Why film? Is there something particular about the art form or the community that makes you so passionate about your work?

Film's my passion, my life pursuit, my lover and even my religion. Ever since I was a wee kid growing up in Puerto Rico, my most important formative experiences came from watching films. Every time I see a superbly made film, that flame that I've inside for the cinema becomes a bonfire.

The art form just has an unparalleled ability to lay bare the human condition unlike any other: The images, the narratives, the characters, the sounds. Recent movies like Let The Right One In or There Will Be Blood or Antichrist are examples of just how deep, potent, thought-provoking and even spiritual the cinema is. I'm just totally in love with film.

The Waterboard
  Credit: Armando Valle, The Waterboard

What was your first job/experience in film?

Although I made student films during my first years at UMBC, my first significant experience with film came when I wrote, produced and directed my first indie short, Rental, 5 years ago. It was a trial by fire. The process demanded so much of me and it transformed me. It was the first time I said, 'So this is how hard it's like.. and this is how you come thru the other side and get a film made.' It was big milestone.

Do you have a favorite filmmaking experience? Why was it your favorite?

It has to be the filming of my latest piece, The Waterboard, a very difficult film with very harrowing, realistic subject matter. It's my favorite experience because I have finally grown as a filmmaker to tackle every obstacle that rises during filming. We had a crisis while filming--an on-set accident--that could have derailed the whole film, and I remembered just calming down and proceeding to resolve it in a smart, professional matter. I then knew I have what it takes to do this for the rest of my life, and to do it extremely well.

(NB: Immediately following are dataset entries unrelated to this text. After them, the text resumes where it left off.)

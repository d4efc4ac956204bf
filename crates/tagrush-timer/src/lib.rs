//! Fire-once cancelable deadlines for Tagrush room actors.
//!
//! A room needs two timers: the game-start delay and the round-failure
//! timeout. Both are "fire once, maybe cancel first, never fire twice".
//! [`Deadline`] models exactly that as a plain field on the actor, so
//! there is no spawned task to abort and no flag to check after waking.
//!
//! # Integration
//!
//! The deadline sits inside the room actor's `tokio::select!` loop:
//!
//! ```ignore
//! loop {
//!     tokio::select! {
//!         cmd = receiver.recv() => { /* handle commands */ }
//!         _ = round_timer.expired() => { /* round failed */ }
//!     }
//! }
//! ```
//!
//! A disarmed deadline pends forever, so a canceled timer can never win
//! the `select!`. Arming again replaces the previous deadline, so at most
//! one expiry is ever outstanding per `Deadline`.

use std::time::Duration;

use tokio::time::{self, Instant};
use tracing::{debug, trace, warn};

/// Wake-ups later than this are reported as a backlog warning.
const LATE_WARN_THRESHOLD: Duration = Duration::from_millis(100);

/// Information about a deadline that fired, returned by [`Deadline::expired`].
#[derive(Debug, Clone, Copy, PartialEq, Eq)]
pub struct Expiry {
    /// Generation of the arm that fired. Increases by one on every
    /// [`Deadline::arm`], so callers can tell which arming they observed.
    pub generation: u64,
    /// How long after the scheduled instant the owner actually woke up.
    pub late_by: Duration,
}

/// A single fire-once timer that can be armed, re-armed, and canceled.
#[derive(Debug)]
pub struct Deadline {
    label: &'static str,
    at: Option<Instant>,
    generation: u64,
}

impl Deadline {
    /// Creates a disarmed deadline. `label` only appears in logs.
    pub fn new(label: &'static str) -> Self {
        Self {
            label,
            at: None,
            generation: 0,
        }
    }

    /// Arms the deadline to fire `after` from now, replacing any pending
    /// deadline. Returns the new generation.
    pub fn arm(&mut self, after: Duration) -> u64 {
        let replaced = self.at.is_some();
        self.generation += 1;
        self.at = Some(Instant::now() + after);
        debug!(
            timer = self.label,
            generation = self.generation,
            after_ms = after.as_millis() as u64,
            replaced,
            "deadline armed"
        );
        self.generation
    }

    /// Disarms the deadline. Returns `true` if one was pending.
    ///
    /// Idempotent.
    pub fn cancel(&mut self) -> bool {
        let was_armed = self.at.take().is_some();
        if was_armed {
            debug!(
                timer = self.label,
                generation = self.generation,
                "deadline canceled"
            );
        }
        was_armed
    }

    /// Whether an expiry is pending.
    pub fn is_armed(&self) -> bool {
        self.at.is_some()
    }

    /// Time left until expiry, or `None` when disarmed.
    pub fn remaining(&self) -> Option<Duration> {
        self.at
            .map(|at| at.saturating_duration_since(Instant::now()))
    }

    /// Waits until the deadline fires, then disarms it.
    ///
    /// Pends forever while disarmed. Cancel-safe: dropping the future
    /// before it completes leaves the deadline armed and unchanged.
    pub async fn expired(&mut self) -> Expiry {
        let Some(at) = self.at else {
            std::future::pending::<()>().await;
            unreachable!()
        };

        time::sleep_until(at).await;

        self.at = None;
        let late_by = Instant::now().saturating_duration_since(at);
        if late_by > LATE_WARN_THRESHOLD {
            warn!(
                timer = self.label,
                late_ms = late_by.as_secs_f64() * 1000.0,
                "deadline fired late"
            );
        }
        trace!(timer = self.label, generation = self.generation, "deadline fired");

        Expiry {
            generation: self.generation,
            late_by,
        }
    }
}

What's the best advice you ever got?

It came recently from Roger Ebert. I asked him online if there was a really good reason to make a difficult, dangerous film. And his clear answer was that's exactly the reason why you make the film. It was so zen. It's given me a huge shot of confidence to proceed with my first feature film.

What was the worst advice you ever got?

No bad advice. I mainly learn by reading and watching the mistakes of others. I learn from every bad film I watch. Someone once advised me to just 'move to LA, live in a cramped apartment with 5 other people' and just make the Hollywood filmmaking thing happened. I've never been interested in making it happen that way. I didn't take her advice.

Is there something special about film in Maryland?

I think, just very recently, it's gotten very interesting because we're at the cusp of another great indie film renaissance. Not just in Maryland, but in many American cities. Filmmakers like me, and friends of mine like Mark Colegrove (Isle Of The Damned) and Chris Lamartina (President's Day), are beginning to rise to the challenge of making indie movies with very particular, individual visions. We're beginning to find our strides. More importantly, we're beginning to find the funds.

What are your future plans?

My short, The Waterboard, was screened at the Sacramento Horror Film Festival back in October. I plan to continue to tell that story in my first feature film. I would like to make a significant indie film in the MD/DC area and make the statement that this town will not just be known for the work of John Waters and Barry Levinson. We've many talents here; talent that's not being syphoned to the mainstream filmmaking culture of Los Angeles. I plan on producing several well-crafted indie films thru my company Xterminating Angel Films. We're hoping to put this town back on the map as a filmmaking city now that big productions like The Wire have gone away.

Yes, those are very ambitious plans, but there's no point in dreaming if you're not dreaming big.